**Extracted data:**

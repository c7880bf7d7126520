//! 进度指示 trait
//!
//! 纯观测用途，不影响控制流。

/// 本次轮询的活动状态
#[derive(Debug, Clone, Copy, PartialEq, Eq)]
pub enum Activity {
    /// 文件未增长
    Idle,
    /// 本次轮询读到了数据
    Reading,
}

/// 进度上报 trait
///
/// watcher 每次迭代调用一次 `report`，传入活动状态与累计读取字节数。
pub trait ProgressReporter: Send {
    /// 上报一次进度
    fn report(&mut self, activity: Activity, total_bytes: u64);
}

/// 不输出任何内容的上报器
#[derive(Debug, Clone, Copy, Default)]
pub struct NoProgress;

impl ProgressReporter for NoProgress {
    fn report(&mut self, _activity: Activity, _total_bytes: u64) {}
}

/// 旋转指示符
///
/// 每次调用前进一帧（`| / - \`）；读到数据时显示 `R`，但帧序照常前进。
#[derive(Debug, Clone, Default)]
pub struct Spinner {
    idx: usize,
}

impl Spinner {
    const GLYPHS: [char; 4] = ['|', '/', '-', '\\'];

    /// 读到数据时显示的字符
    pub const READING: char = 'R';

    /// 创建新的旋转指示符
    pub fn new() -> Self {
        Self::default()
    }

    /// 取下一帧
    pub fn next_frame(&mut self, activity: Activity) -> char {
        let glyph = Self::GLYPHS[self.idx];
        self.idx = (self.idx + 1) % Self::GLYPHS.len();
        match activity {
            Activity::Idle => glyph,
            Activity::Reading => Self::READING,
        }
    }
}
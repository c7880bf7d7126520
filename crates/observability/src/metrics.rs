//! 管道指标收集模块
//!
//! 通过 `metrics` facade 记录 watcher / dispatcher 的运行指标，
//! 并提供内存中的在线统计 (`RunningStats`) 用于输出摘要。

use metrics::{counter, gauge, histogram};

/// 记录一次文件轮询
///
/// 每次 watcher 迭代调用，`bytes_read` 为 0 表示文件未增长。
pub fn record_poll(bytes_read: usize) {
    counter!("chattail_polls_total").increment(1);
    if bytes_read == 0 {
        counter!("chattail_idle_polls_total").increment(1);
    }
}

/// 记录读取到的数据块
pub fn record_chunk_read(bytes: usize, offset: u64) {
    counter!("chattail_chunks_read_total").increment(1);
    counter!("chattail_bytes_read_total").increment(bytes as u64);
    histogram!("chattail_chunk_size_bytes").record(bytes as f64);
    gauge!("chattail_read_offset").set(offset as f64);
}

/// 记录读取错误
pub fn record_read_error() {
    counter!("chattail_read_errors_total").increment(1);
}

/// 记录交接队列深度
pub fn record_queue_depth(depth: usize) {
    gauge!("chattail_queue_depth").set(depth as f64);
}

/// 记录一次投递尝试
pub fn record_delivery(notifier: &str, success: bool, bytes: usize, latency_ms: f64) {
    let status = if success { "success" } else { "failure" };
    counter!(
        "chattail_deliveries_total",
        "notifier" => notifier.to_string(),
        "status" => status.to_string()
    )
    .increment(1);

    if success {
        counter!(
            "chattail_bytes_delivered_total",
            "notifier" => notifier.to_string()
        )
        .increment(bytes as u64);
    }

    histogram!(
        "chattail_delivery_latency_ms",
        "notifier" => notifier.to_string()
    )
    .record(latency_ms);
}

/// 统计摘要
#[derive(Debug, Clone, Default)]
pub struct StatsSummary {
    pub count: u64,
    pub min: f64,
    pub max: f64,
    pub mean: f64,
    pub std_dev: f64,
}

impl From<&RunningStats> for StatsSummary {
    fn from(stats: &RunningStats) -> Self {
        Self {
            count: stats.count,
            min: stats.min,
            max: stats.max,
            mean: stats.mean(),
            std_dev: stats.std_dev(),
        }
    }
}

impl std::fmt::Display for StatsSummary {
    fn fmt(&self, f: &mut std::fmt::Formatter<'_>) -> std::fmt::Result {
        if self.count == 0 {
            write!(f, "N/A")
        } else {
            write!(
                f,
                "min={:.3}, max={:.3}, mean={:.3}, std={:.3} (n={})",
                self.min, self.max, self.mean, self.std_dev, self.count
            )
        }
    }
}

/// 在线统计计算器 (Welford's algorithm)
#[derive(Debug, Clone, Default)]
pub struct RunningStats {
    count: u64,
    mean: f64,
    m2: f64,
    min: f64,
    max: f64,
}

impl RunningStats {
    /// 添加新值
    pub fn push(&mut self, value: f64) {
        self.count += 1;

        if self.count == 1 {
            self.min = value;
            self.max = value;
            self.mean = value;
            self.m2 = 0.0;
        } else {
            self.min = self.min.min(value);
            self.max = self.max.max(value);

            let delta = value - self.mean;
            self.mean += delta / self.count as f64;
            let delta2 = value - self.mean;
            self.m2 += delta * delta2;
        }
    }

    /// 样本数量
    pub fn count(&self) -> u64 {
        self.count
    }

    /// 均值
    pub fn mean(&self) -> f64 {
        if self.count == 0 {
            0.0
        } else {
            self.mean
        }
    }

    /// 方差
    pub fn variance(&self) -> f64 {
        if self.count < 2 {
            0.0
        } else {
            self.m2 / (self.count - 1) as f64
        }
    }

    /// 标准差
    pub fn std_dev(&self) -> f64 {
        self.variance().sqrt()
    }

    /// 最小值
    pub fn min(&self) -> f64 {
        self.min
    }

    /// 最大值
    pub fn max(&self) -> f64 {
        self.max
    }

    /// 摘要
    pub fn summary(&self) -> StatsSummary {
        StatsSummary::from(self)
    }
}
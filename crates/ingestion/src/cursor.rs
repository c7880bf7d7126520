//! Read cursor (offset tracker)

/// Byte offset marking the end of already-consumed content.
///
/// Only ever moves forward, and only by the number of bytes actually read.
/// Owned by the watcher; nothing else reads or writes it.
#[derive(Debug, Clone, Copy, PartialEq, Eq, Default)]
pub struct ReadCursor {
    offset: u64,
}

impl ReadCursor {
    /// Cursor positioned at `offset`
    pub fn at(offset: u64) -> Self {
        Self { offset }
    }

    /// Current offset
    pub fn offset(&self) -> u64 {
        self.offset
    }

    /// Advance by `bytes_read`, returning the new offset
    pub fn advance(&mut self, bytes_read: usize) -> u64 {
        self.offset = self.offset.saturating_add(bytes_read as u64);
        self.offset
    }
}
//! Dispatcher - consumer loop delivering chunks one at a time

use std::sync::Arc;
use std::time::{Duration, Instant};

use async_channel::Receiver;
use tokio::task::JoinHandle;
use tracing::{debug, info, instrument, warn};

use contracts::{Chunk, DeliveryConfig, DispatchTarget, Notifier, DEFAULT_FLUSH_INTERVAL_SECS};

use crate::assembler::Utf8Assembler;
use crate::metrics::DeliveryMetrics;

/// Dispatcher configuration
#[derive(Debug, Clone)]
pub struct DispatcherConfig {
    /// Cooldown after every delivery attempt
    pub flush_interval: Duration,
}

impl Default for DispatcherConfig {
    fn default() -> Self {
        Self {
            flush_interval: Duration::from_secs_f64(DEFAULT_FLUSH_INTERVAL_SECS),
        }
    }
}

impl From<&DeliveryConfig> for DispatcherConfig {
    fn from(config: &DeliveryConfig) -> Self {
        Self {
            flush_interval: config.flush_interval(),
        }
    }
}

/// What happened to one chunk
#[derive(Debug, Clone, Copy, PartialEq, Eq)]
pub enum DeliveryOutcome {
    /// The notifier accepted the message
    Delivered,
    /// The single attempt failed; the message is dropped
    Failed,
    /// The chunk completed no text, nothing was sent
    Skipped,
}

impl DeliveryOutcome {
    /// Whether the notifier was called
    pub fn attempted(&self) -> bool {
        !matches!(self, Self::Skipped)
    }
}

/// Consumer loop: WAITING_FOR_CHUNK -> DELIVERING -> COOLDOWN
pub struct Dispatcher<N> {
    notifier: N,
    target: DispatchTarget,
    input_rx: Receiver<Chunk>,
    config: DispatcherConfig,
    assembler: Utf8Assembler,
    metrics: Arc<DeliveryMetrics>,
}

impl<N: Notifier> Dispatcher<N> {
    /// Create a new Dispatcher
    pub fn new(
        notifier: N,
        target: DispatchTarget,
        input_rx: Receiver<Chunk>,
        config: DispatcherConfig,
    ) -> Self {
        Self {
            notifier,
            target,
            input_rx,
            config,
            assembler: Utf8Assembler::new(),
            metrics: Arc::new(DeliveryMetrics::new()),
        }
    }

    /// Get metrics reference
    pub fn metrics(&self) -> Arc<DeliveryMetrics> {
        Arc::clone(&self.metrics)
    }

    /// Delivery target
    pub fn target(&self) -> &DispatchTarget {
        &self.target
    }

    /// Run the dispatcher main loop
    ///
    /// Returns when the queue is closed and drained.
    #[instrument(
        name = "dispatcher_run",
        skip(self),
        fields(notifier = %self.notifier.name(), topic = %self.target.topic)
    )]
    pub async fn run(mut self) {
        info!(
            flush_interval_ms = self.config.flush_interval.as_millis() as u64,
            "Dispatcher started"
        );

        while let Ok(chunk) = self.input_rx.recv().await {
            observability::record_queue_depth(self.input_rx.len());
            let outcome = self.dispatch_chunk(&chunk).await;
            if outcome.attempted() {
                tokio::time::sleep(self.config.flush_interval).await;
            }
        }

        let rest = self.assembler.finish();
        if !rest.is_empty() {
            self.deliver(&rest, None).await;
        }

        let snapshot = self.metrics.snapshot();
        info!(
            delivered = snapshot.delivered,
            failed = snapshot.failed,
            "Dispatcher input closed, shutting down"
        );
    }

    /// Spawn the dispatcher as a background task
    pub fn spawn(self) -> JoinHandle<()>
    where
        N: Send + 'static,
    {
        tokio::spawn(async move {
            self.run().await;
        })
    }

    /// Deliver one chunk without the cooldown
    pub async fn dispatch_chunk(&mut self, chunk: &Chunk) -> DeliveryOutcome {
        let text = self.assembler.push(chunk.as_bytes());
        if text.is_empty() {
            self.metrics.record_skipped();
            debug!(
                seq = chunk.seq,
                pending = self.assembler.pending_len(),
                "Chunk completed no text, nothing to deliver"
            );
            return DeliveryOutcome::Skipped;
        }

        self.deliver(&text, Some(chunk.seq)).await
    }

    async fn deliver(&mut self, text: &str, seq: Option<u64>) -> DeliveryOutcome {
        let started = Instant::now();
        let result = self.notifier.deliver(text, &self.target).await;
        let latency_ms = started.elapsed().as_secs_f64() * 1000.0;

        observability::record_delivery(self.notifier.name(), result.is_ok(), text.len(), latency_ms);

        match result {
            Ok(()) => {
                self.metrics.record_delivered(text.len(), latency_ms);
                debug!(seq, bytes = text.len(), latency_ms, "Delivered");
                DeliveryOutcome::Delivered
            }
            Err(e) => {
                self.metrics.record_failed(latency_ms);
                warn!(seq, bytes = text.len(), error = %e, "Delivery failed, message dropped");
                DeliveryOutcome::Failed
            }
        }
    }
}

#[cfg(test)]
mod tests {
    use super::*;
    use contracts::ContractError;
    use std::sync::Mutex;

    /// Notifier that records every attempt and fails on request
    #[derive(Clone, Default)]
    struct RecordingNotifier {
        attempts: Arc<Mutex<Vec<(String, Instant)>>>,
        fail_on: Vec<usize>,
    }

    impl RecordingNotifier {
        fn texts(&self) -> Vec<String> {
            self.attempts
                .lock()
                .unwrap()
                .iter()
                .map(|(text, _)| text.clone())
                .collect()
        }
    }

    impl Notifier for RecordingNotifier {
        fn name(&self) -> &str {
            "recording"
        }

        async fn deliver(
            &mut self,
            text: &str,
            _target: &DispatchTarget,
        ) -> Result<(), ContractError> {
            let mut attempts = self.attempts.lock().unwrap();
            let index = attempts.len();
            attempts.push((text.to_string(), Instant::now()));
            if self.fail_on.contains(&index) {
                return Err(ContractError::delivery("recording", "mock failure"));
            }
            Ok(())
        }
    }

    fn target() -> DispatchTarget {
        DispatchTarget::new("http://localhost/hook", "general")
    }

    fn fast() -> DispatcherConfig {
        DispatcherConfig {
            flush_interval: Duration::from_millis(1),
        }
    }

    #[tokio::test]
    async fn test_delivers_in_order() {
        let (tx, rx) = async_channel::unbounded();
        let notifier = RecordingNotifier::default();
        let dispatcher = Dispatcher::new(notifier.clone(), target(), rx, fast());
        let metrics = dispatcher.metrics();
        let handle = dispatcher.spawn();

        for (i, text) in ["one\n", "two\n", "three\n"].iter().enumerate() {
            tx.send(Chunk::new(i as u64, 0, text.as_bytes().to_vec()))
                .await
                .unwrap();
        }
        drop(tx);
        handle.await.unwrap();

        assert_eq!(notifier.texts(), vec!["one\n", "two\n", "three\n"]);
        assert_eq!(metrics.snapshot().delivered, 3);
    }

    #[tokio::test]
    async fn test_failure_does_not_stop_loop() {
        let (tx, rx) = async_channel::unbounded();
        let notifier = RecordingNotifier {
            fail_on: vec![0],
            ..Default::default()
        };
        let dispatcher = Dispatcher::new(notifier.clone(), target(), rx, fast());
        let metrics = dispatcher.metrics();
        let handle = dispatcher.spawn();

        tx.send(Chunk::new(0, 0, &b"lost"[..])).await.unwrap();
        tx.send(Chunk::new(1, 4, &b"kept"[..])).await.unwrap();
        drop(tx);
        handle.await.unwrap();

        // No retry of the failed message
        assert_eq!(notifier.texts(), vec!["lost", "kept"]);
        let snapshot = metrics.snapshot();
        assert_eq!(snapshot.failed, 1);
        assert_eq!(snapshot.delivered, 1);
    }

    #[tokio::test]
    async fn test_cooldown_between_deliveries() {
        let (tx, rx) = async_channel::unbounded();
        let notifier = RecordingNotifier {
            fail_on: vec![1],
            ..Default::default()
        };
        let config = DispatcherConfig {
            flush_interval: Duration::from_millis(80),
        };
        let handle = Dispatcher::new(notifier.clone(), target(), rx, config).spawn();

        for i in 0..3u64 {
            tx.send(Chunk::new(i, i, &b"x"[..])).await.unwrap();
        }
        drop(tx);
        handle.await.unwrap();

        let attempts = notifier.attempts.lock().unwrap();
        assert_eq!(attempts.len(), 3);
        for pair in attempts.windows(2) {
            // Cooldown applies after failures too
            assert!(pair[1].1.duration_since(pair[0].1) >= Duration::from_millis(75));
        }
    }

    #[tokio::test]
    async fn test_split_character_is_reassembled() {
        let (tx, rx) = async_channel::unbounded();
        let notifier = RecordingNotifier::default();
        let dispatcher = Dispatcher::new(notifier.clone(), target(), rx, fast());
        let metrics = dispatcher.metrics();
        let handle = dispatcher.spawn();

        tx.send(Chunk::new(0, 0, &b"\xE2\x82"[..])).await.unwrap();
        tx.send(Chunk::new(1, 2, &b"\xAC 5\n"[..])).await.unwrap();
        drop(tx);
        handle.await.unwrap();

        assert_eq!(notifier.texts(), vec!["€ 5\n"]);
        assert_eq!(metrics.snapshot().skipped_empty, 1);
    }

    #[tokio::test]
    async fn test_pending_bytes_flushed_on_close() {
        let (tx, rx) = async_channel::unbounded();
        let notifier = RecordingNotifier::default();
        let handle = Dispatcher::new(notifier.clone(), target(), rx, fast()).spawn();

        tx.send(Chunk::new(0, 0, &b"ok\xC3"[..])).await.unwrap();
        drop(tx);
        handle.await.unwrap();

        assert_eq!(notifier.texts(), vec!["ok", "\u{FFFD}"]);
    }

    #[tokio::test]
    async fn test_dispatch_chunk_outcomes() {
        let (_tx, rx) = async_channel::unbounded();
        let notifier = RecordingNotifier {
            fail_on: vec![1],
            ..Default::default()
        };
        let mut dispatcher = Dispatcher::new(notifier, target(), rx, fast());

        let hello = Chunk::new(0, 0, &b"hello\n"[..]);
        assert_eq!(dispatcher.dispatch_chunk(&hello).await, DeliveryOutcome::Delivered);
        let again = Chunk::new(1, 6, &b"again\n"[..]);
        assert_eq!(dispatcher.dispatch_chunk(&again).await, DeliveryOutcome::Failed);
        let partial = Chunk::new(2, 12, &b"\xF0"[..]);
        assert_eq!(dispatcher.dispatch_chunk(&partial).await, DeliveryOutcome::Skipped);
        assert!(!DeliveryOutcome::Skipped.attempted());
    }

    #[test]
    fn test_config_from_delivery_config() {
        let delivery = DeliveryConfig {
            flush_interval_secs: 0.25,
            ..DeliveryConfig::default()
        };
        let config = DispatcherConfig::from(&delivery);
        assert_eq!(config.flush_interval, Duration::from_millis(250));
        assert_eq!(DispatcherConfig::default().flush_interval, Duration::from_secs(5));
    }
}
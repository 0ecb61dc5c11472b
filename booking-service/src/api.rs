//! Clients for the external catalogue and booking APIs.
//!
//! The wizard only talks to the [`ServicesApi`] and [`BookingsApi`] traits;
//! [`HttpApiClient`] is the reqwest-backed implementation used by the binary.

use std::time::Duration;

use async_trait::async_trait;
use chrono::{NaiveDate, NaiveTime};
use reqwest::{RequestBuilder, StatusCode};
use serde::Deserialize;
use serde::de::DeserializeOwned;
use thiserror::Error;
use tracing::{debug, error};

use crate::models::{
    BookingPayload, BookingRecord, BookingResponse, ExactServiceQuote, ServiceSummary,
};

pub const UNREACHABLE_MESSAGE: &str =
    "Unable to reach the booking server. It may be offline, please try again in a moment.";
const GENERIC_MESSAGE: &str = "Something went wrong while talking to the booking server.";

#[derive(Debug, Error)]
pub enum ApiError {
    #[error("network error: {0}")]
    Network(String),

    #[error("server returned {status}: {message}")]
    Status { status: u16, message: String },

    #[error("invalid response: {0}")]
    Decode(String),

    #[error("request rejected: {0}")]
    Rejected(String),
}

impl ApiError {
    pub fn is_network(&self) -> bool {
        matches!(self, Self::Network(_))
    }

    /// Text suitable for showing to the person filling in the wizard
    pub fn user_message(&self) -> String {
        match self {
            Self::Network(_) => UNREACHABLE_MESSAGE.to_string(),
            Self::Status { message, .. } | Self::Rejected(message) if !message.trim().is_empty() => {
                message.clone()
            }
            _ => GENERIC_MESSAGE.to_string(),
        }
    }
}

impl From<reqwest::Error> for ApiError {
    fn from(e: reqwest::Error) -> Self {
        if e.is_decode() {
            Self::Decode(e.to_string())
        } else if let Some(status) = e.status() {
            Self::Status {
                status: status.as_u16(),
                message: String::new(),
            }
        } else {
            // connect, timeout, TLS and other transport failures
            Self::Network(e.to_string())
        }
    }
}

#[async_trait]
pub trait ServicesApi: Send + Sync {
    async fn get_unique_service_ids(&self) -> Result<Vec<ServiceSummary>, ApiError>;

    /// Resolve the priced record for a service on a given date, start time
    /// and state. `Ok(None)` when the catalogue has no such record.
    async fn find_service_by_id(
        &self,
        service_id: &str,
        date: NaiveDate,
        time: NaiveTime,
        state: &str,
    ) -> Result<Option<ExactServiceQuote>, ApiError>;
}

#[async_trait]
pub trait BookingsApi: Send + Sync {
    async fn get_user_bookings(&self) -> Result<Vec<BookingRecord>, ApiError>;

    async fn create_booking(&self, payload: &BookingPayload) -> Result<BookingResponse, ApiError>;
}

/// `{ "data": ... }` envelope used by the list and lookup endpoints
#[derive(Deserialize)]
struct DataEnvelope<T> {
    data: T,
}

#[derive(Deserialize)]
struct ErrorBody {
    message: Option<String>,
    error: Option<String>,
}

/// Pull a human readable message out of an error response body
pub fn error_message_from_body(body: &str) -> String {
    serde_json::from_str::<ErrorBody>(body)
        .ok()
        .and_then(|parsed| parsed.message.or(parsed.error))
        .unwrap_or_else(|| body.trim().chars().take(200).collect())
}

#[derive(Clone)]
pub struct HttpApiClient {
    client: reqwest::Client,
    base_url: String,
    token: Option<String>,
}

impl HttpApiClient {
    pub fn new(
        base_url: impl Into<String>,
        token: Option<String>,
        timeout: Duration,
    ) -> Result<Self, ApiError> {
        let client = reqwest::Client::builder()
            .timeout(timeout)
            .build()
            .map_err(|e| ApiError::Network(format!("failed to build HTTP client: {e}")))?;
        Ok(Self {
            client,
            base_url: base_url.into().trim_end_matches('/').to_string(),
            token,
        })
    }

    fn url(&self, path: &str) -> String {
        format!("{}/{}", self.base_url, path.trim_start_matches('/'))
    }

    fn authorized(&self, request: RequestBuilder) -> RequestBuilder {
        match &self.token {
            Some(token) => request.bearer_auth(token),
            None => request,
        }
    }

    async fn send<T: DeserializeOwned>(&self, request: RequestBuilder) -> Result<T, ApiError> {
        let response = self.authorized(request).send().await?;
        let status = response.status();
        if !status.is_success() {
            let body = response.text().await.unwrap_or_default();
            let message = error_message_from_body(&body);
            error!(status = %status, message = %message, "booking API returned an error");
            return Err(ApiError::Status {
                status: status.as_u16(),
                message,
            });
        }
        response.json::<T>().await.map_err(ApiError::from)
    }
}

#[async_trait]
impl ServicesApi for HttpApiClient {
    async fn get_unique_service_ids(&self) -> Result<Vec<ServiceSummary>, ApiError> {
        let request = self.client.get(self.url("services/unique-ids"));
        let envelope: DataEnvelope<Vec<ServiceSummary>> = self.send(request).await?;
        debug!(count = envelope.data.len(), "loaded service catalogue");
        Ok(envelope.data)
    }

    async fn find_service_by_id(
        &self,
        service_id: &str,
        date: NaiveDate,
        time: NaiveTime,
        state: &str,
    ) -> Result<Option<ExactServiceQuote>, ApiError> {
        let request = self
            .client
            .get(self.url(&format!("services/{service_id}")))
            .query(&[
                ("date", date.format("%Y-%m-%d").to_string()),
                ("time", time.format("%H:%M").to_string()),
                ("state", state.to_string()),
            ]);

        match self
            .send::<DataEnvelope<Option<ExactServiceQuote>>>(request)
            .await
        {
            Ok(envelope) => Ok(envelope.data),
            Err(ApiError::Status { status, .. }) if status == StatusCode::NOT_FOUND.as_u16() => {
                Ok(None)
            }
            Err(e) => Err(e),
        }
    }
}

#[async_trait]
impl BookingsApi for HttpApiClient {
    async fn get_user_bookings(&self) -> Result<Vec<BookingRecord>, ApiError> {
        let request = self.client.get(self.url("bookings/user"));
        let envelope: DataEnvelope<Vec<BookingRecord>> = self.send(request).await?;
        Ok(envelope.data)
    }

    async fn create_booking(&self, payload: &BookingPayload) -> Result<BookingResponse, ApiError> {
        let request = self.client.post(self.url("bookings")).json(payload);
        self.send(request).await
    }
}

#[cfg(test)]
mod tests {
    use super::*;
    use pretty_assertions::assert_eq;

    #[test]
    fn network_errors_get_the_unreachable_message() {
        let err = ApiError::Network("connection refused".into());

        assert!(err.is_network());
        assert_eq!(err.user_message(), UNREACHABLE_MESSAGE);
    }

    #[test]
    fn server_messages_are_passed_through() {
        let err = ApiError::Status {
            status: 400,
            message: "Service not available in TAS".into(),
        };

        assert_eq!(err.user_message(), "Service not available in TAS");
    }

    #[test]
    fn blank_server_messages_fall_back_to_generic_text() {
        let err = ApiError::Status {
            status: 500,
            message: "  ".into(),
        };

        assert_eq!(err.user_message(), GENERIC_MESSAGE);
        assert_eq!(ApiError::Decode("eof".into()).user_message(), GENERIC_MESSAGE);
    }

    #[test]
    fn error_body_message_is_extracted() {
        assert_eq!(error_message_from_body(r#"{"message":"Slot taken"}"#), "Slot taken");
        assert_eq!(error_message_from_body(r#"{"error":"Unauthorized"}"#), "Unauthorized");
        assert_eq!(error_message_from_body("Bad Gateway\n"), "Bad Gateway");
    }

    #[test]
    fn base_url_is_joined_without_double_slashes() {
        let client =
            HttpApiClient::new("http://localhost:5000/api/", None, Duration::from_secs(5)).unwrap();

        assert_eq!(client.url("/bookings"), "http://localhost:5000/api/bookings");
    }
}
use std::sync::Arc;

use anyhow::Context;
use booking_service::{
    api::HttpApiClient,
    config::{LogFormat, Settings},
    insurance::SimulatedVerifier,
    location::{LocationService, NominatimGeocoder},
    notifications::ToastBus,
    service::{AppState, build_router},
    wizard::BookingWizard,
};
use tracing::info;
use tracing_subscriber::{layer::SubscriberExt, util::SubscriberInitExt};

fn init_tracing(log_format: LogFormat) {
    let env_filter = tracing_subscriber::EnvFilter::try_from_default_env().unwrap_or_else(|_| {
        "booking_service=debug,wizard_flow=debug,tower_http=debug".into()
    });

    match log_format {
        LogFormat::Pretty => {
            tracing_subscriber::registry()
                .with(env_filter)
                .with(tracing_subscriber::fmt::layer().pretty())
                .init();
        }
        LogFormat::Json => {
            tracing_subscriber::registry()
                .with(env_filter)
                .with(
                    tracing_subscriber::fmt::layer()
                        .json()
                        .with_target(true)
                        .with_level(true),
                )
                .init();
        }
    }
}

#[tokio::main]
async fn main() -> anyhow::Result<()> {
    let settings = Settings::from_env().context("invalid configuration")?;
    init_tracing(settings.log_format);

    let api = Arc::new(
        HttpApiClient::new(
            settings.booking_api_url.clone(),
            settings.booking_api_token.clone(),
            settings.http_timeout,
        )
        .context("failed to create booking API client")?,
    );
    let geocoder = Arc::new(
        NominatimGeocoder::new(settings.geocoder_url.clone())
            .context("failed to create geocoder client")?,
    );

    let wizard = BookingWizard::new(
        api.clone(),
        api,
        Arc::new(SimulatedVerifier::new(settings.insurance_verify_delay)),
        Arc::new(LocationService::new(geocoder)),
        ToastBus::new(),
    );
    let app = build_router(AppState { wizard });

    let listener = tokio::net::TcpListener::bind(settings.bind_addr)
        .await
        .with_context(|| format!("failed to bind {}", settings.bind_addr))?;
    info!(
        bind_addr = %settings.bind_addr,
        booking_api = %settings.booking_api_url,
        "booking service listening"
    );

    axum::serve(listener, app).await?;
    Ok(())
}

**Exercise instructions:**
Select every line above that contains the word "localhost", and copy it.

**Exercise response:**
        DispatchTarget::new("http://localhost/hook", "general")
            HttpApiClient::new("http://localhost:5000/api/", None, Duration::from_secs(5)).unwrap();
        assert_eq!(client.url("/bookings"), "http://localhost:5000/api/bookings");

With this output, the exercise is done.